You started seeing quinolone-resistant strains in the United States as early as 2000. Why didn't you change the treatment recommendations then?
We saw them first in Hawaii, and in 2000 we stopped recommending quinolones to treat cases acquired there. We did the same thing for California in 2002. And in 2004 we stopped recommending quinolones for cases nationwide among men who have sex with men. But the thing is, with the nonresistant strains, the quinolones are really effective. They're also very cost-effective and easy to take. So when the resistant strains first got to Hawaii, the idea was that the rest of the U.S. was just fine. We were concerned the resistance would spread, but we didn't think continuing to use the quinolones would hasten that. But we also knew we should be ready to pull the plug when we needed to. And now we do.

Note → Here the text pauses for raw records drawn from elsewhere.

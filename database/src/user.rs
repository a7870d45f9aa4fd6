use crate::{status::DEFAULT_STATUS, Database, DatabaseResult, InsertionResult};
use sqlx::{types::time::OffsetDateTime, FromRow};
use uuid::Uuid;

pub type UserDatabase = Database<User>;

/// The list seeded for every new user.
pub const DEFAULT_LIST: &str = "Watchlist";

#[derive(Debug, Clone, PartialEq, Eq, FromRow)]
#[non_exhaustive]
pub struct User {
    pub uuid: Uuid,
    pub username: String,
    pub email: String,
    pub superuser: bool,
    pub created_date: OffsetDateTime,
}

/// What a token is issued for, as read at login.
#[derive(Debug, Clone, Copy, PartialEq, Eq, FromRow)]
pub struct UserClaimsRow {
    pub uuid: Uuid,
    pub superuser: bool,
}

impl UserDatabase {
    /// Creates a user together with a default list and a default status.
    ///
    /// Returns `AlreadyExists` when the username or the email is taken.
    pub async fn register_user(
        &self,
        username: &str,
        email: &str,
        password: &str,
    ) -> DatabaseResult<InsertionResult<Uuid>> {
        let mut tx = self.pool.begin().await?;

        let inserted = sqlx::query_as::<_, (i64, Uuid)>(
            r#"
            INSERT INTO users (username, email, hashed_password)
            VALUES ($1, $2, crypt($3, gen_salt('bf')))
            ON CONFLICT DO NOTHING
            RETURNING user_id, uuid"#,
        )
        .bind(username)
        .bind(email)
        .bind(password)
        .fetch_optional(&mut *tx)
        .await?;

        let (user_id, uuid) = match InsertionResult::from_returned(inserted) {
            InsertionResult::Inserted(row) => row,
            InsertionResult::AlreadyExists => {
                info!("user '{}' or email '{}' is already taken", username, email);
                return Ok(InsertionResult::AlreadyExists);
            }
        };

        sqlx::query("INSERT INTO lists (name, user_id) VALUES ($1, $2)")
            .bind(DEFAULT_LIST)
            .bind(user_id)
            .execute(&mut *tx)
            .await?;
        sqlx::query("INSERT INTO statuses (label, user_id) VALUES ($1, $2)")
            .bind(DEFAULT_STATUS)
            .bind(user_id)
            .execute(&mut *tx)
            .await?;
        tx.commit().await?;
        Ok(InsertionResult::Inserted(uuid))
    }

    /// Checks a password against the user with `login` as username or email.
    pub async fn validate_user(
        &self,
        login: &str,
        password: &str,
    ) -> DatabaseResult<Option<UserClaimsRow>> {
        let mut db = self.get_connection().await?;

        let mut query_result = sqlx::query_as::<_, UserClaimsRow>(
            r#"
            SELECT uuid, superuser FROM users
            WHERE (username = $1 OR email = $1)
              AND hashed_password = crypt($2, hashed_password)"#,
        )
        .bind(login)
        .bind(password)
        .fetch_all(&mut *db)
        .await?;

        if query_result.is_empty() {
            Ok(None)
        } else if query_result.len() > 1 {
            error!("more than 1 user with login '{}'", login);
            Ok(None)
        } else {
            Ok(Some(query_result.remove(0)))
        }
    }

    pub async fn get_user(&self, uuid: Uuid) -> DatabaseResult<Option<User>> {
        let mut db = self.get_connection().await?;

        let user = sqlx::query_as::<_, User>(
            "SELECT uuid, username, email, superuser, created_date FROM users WHERE uuid = $1",
        )
        .bind(uuid)
        .fetch_optional(&mut *db)
        .await?;

        Ok(user)
    }
}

After you changed the recommendations in Hawaii and California, did you see a drop in gonorrhea transmission there?
We did not. We would have expected to see that if we had been grossly mistreating a lot of infections. The good news is, it looks like our surveillance system picked up the drug-resistant strains early enough that we were able to maintain effective treatment for people who did get gonorrhea.

Gonorrhea is the second most common STD you track, but numbers are actually down overall, aren't they?
We reached historic heights in the '60s and '70s. And then starting in the early '80s, the numbers began to go way down. Since 1997 they've been relatively flat-although we did have a report last month that showed an almost 50 percent rise in reported cases in eight Western states. At least part of that increase seems to be because more people are getting tested. But not all of it. Some part of it can't be explained by increased testing, which has got us somewhat nervous. So far it doesn't look like this rise can be blamed on antibiotic resistance. There's been some concern that it's linked to the increased use of methamphetamines, which is in turn linked to risky sexual behavior. But that's very much a theory at this point.

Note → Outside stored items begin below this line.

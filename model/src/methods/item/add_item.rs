use crate::JsonRpcRequest;
use std::{
    convert::{TryFrom, TryInto},
    error::Error,
    fmt::Display,
};
use uuid::Uuid;

#[derive(Clone, Debug, serde::Serialize, serde::Deserialize)]
#[serde(try_from = "ParamsBuilder")]
#[non_exhaustive]
pub struct Params {
    pub title: String,
}

impl Params {
    pub fn new(title: String) -> Result<Self, InvalidParams> {
        if title.trim().is_empty() {
            return Err(InvalidParams::EmptyTitle);
        }
        Ok(Self { title })
    }
}

impl TryFrom<JsonRpcRequest> for Params {
    type Error = InvalidParams;

    fn try_from(request: JsonRpcRequest) -> Result<Self, Self::Error> {
        let builder: ParamsBuilder =
            crate::parse_params(request).map_err(InvalidParams::InvalidFormat)?;
        builder.try_into()
    }
}

impl TryFrom<ParamsBuilder> for Params {
    type Error = InvalidParams;

    fn try_from(builder: ParamsBuilder) -> Result<Self, Self::Error> {
        Params::new(builder.title)
    }
}

#[derive(serde::Deserialize)]
struct ParamsBuilder {
    title: String,
}

#[derive(Debug)]
pub enum InvalidParams {
    InvalidFormat(serde_json::Error),
    EmptyTitle,
}

impl Error for InvalidParams {}

impl Display for InvalidParams {
    fn fmt(&self, f: &mut std::fmt::Formatter<'_>) -> std::fmt::Result {
        let output = match self {
            InvalidParams::InvalidFormat(serde_error) => {
                crate::invalid_params_serde_message(serde_error)
            }
            InvalidParams::EmptyTitle => crate::invalid_value_because_message(
                "title",
                "title is required".to_string(),
            ),
        };
        write!(f, "{}", output)
    }
}

#[derive(serde::Serialize, serde::Deserialize, Debug, Clone)]
#[non_exhaustive]
pub struct MethodResult {
    pub id: Uuid,
    pub title: String,
}

impl MethodResult {
    pub fn new(id: Uuid, title: String) -> Self {
        Self { id, title }
    }
}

So now gonorrhea is resistant to every recommended drug we have except the cephalosporins. Could it develop resistance to those drugs, too?
Absolutely. But we don't have any indication that that's happened with the cephalosporins yet. There have been suspicious reports from other countries of cephalosporin- resistant strains, but when those cultures have been sent to other labs, they haven't actually turned out to be resistant.

How long might it be before a true cephalosporin- resistant strain pops up?
There's no way to estimate it, and we don't truly know that it will happen at all. Cephalosporins have been used to treat gonorrhea for 25 years, and in that time, in terms of susceptibility, the disease hasn't budged. That's pretty good news. But it's not good enough news to allow us to say the cephalosporins will work forever.

How many types of effective cephalosporins are there?
There's a shot called Ceftriaxone, and then there's an oral drug called Cefixime that's only available in limited formulations. It used to be manufactured as a pill and a liquid, but the company that manufactured the pill, stopped making it, likely because it was not in their economic interest to continue making it. [The patent expired in 2002.] There's an Indian company called Lupin that's working now to bring the pill form back.

Are there new drugs in the pipeline that might help?
One of the reasons we're so concerned is the antibiotic pipeline is pretty skimpy. There are new varieties of cephalosporin antibiotics that might help, although they are pretty similar to existing drugs. But there's very little else in the pipeline that looks like it could be effective. We might end up trying some older drugs developed for other diseases. One is an alternative for people who are allergic to cephalosporins is called Spectinomycin, which is an injection. Unfortunately, it's currently not manufactured in the United States, so we are considering evaluating other drugs in this class that are still available. There's also a drug that's being used widely for chlamydia called Azithromycin. But the bottom line is, compared to the situation 20 years ago when we had to stop using penicillin for gonorrhea, we have a much less optimistic outlook.